## To do
Below are some records. Reproduce them exactly from their first line through the line with "delays the answer", inclusive.

Stored data entries
▼▼▼
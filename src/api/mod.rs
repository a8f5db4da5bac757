pub mod auth;
mod error;
pub mod idempotency;
pub mod models;
mod server;
pub mod services;
pub mod state;
pub(crate) mod utils;

pub use auth::{Authenticator, BearerTokenAuthenticator};
pub use error::ApiError;
pub use server::{router, run};
pub use state::AppState;
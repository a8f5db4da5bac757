pub mod api;
pub mod client;
pub mod config;
pub mod observability;
pub mod price;
pub mod service;
pub mod simulate;
pub mod store;
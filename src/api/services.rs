use std::time::Duration;

use axum::{
    Json,
    body::Body,
    extract::{Path, Query, State},
    http::{HeaderMap, HeaderValue, StatusCode, header},
    response::{IntoResponse, Response},
};
use bytes::Bytes;
use http_body_util::{BodyExt, LengthLimitError, Limited};
use tracing::{info, warn};
use uuid::Uuid;

use super::{
    error::ApiError,
    idempotency::execute_idempotent,
    models::{ErrorResponse, HealthQuery, ItemPayload, SimulateQuery, StatusResponse},
    state::AppState,
    utils::{check_content_type, idempotency_key, session_cookie, session_id},
};
use crate::service::ItemService;
use crate::simulate::Outcome;
use crate::store::StoredResponse;

/// Endpoint name under which `POST /items` responses are recorded
pub const ITEMS_ENDPOINT: &str = "/items";

/// Health check endpoint (GET /health)
///
/// `?sleep=true` delays the answer by `simulation.health_sleep_secs`, which
/// lets clients exercise their own timeouts against a known-good route.
pub async fn health(
    State(state): State<AppState>,
    Query(query): Query<HealthQuery>,
) -> impl IntoResponse {
    if query.wants_sleep() {
        let delay = Duration::from_secs_f64(state.config.simulation.health_sleep_secs);
        info!(?delay, "Delaying health check");
        tokio::time::sleep(delay).await;
    }

    (StatusCode::OK, Json(StatusResponse::ok()))
}

/// Fault simulation endpoint (GET /items/simulate)
///
/// Counters are tracked per `itembox_session` cookie. A request without one
/// starts a new session and receives the cookie on its response, whatever
/// the outcome.
pub async fn simulate(
    State(state): State<AppState>,
    headers: HeaderMap,
    Query(query): Query<SimulateQuery>,
) -> Result<Response, ApiError> {
    let mode = state
        .simulator
        .parse_mode(query.status.as_deref(), query.duration.as_deref())?;

    let (session, fresh) = match session_id(&headers) {
        Some(session) => (session, false),
        None => (Uuid::new_v4().to_string(), true),
    };

    let outcome = state.simulator.run(&session, mode).await?;
    if outcome.is_fault() {
        state.metrics.fault_injected();
        warn!(session = %session, ?outcome, "Injected simulated fault");
    }

    let mut response = match outcome {
        Outcome::Ok | Outcome::Slept(_) => {
            (StatusCode::OK, Json(StatusResponse::ok())).into_response()
        }
        Outcome::TooManyRequests { retry_after_secs } => (
            StatusCode::TOO_MANY_REQUESTS,
            [(header::RETRY_AFTER, retry_after_secs.to_string())],
            Json(ErrorResponse {
                error: "Too many requests, retry later".to_string(),
                code: "RATE_LIMITED",
            }),
        )
            .into_response(),
        Outcome::ServerError => (
            StatusCode::INTERNAL_SERVER_ERROR,
            Json(ErrorResponse {
                error: "Simulated server error".to_string(),
                code: "SIMULATED_FAILURE",
            }),
        )
            .into_response(),
    };

    if fresh {
        let cookie = HeaderValue::from_str(&session_cookie(&session))
            .map_err(|err| ApiError::Internal(err.to_string()))?;
        response.headers_mut().insert(header::SET_COOKIE, cookie);
    }

    Ok(response)
}

/// GET /items
pub async fn list_items(State(state): State<AppState>) -> Result<impl IntoResponse, ApiError> {
    let items = state.items.list()?;
    Ok((StatusCode::OK, Json(items)))
}

/// GET /items/{id}
pub async fn get_item(
    State(state): State<AppState>,
    Path(id): Path<String>,
) -> Result<impl IntoResponse, ApiError> {
    let id = parse_id(&id)?;
    let item = state.items.get(id)?;
    Ok((StatusCode::OK, Json(item)))
}

/// Item creation endpoint (POST /items)
///
/// ## Flow:
/// 1. Auth guard (route layer) has already admitted the request
/// 2. Validate Content-Type and read the body within `max_body_bytes`
/// 3. With a valid an `Idempotency-Key`: replay the recorded response if present,
///    otherwise create and record in one atomic write
/// 4. Without a key: plain create
///
/// Replays are byte-identical to the first response because both are served
/// from the recorded body.
pub async fn create_item(
    State(state): State<AppState>,
    headers: HeaderMap,
    body: Body,
) -> Result<Response, ApiError> {
    check_content_type(&headers)?;
    let bytes = read_body(body, state.config.server.max_body_bytes).await?;

    let Some(key) = idempotency_key(&headers)? else {
        let payload: ItemPayload = serde_json::from_slice(&bytes)?;
        let item = state.items.create(payload.into())?;
        state.metrics.item_created();
        return Ok((StatusCode::CREATED, Json(item)).into_response());
    };

    execute_idempotent(&state.store, &state.metrics, &key, ITEMS_ENDPOINT, |scope| {
        let payload: ItemPayload = serde_json::from_slice(&bytes)?;
        let item = ItemService::create_in(scope, payload.into())?;
        state.metrics.item_created();
        StoredResponse::json(StatusCode::CREATED.as_u16(), &item)
            .map_err(|e| ApiError::Internal(format!("Failed to encode item: {}", e)))
    })
}

/// PUT /items/{id}
pub async fn update_item(
    State(state): State<AppState>,
    Path(id): Path<String>,
    headers: HeaderMap,
    body: Body,
) -> Result<impl IntoResponse, ApiError> {
    let id = parse_id(&id)?;
    check_content_type(&headers)?;
    let bytes = read_body(body, state.config.server.max_body_bytes).await?;

    let payload: ItemPayload = serde_json::from_slice(&bytes)?;
    let item = state.items.update(id, payload.into())?;
    Ok((StatusCode::OK, Json(item)))
}

/// DELETE /items/{id}
pub async fn delete_item(
    State(state): State<AppState>,
    Path(id): Path<String>,
) -> Result<StatusCode, ApiError> {
    let id = parse_id(&id)?;
    state.items.delete(id)?;
    Ok(StatusCode::NO_CONTENT)
}

/// JSON 404 for unmatched routes
pub async fn not_found() -> ApiError {
    ApiError::NotFound("route".to_string())
}

/// Ids are plain ASCII digits; anything else cannot name an item
fn parse_id(raw: &str) -> Result<u64, ApiError> {
    let not_found = || ApiError::NotFound(format!("item {raw}"));

    if raw.is_empty() || !raw.bytes().all(|b| b.is_ascii_digit()) {
        return Err(not_found());
    }
    raw.parse().map_err(|_| not_found())
}

/// 405 for a known path hit with an unsupported method
pub async fn method_not_allowed() -> ApiError {
    ApiError::MethodNotAllowed
}

/// Reads the request body, failing once it grows past `max_bytes`
///
/// Decompression is handled by RequestDecompressionLayer, so the limit
/// applies to the decoded payload.
async fn read_body(body: Body, max_bytes: usize) -> Result<Bytes, ApiError> {
    match Limited::new(body, max_bytes).collect().await {
        Ok(collected) => Ok(collected.to_bytes()),
        Err(err) if err.downcast_ref::<LengthLimitError>().is_some() => {
            Err(ApiError::PayloadTooLarge(max_bytes))
        }
        Err(err) => Err(ApiError::MalformedRequest(format!(
            "failed to read request body: {}",
            err
        ))),
    }
}
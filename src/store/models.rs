use chrono::{DateTime, Utc};
use serde::{Deserialize, Serialize};

use crate::price::Price;

/// A persisted item
#[derive(Debug, Clone, PartialEq, Eq, Serialize, Deserialize)]
pub struct Item {
    pub id: u64,
    pub name: String,
    pub price: Price,
}

/// Validated fields for a new item; the id is assigned by the store
#[derive(Debug, Clone, PartialEq, Eq)]
pub struct NewItem {
    pub name: String,
    pub price: Price,
}

/// A response captured for replay: status code plus the exact body bytes sent
#[derive(Debug, Clone, PartialEq, Eq)]
pub struct StoredResponse {
    pub status: u16,
    pub body: String,
}

impl StoredResponse {
    pub fn json<T: Serialize>(status: u16, value: &T) -> serde_json::Result<Self> {
        Ok(Self {
            status,
            body: serde_json::to_string(value)?,
        })
    }
}

/// Ledger entry for one (idempotency key, endpoint) pair
#[derive(Debug, Clone, Serialize, Deserialize)]
pub struct IdempotencyRecord {
    pub idempotency_key: String,
    pub endpoint: String,
    pub response_status: u16,
    pub response_data: String,
    #[serde(with = "chrono::serde::ts_seconds")]
    pub created_at: DateTime<Utc>,
}

impl IdempotencyRecord {
    pub fn response(&self) -> StoredResponse {
        StoredResponse {
            status: self.response_status,
            body: self.response_data.clone(),
        }
    }
}

/// A per-session fault counter and when it was last advanced
#[derive(Debug, Clone, Copy, PartialEq, Eq, Serialize, Deserialize)]
pub struct SessionCounter {
    pub value: u32,
    #[serde(with = "chrono::serde::ts_seconds")]
    pub touched_at: DateTime<Utc>,
}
▲▲▲
## Result
filename src/api/mod.rs
repository a8f5db4da5bac757
pub mod auth;
mod error;
pub mod idempotency;
pub mod models;
mod server;
pub mod services;
pub mod state;
pub(crate) mod utils;

pub use auth::{Authenticator, BearerTokenAuthenticator};
pub use error::ApiError;
pub use server::{router, run};
pub use state::AppState;
repository a8f5db4da5bac757
pub mod api;
pub mod client;
pub mod config;
pub mod observability;
pub mod price;
pub mod service;
pub mod simulate;
pub mod store;
filename src/api/services.rs
use std::time::Duration;

use axum::{
    Json,
    body::Body,
    extract::{Path, Query, State},
    http::{HeaderMap, HeaderValue, StatusCode, header},
    response::{IntoResponse, Response},
};
use bytes::Bytes;
use http_body_util::{BodyExt, LengthLimitError, Limited};
use tracing::{info, warn};
use uuid::Uuid;

use super::{
    error::ApiError,
    idempotency::execute_idempotent,
    models::{ErrorResponse, HealthQuery, ItemPayload, SimulateQuery, StatusResponse},
    state::AppState,
    utils::{check_content_type, idempotency_key, session_cookie, session_id},
};
use crate::service::ItemService;
use crate::simulate::Outcome;
use crate::store::StoredResponse;

/// Endpoint name under which `POST /items` responses are recorded
pub const ITEMS_ENDPOINT: &str = "/items";

/// Health check endpoint (GET /health)
///
/// `?sleep=true` delays the answer by `simulation.health_sleep_secs`, which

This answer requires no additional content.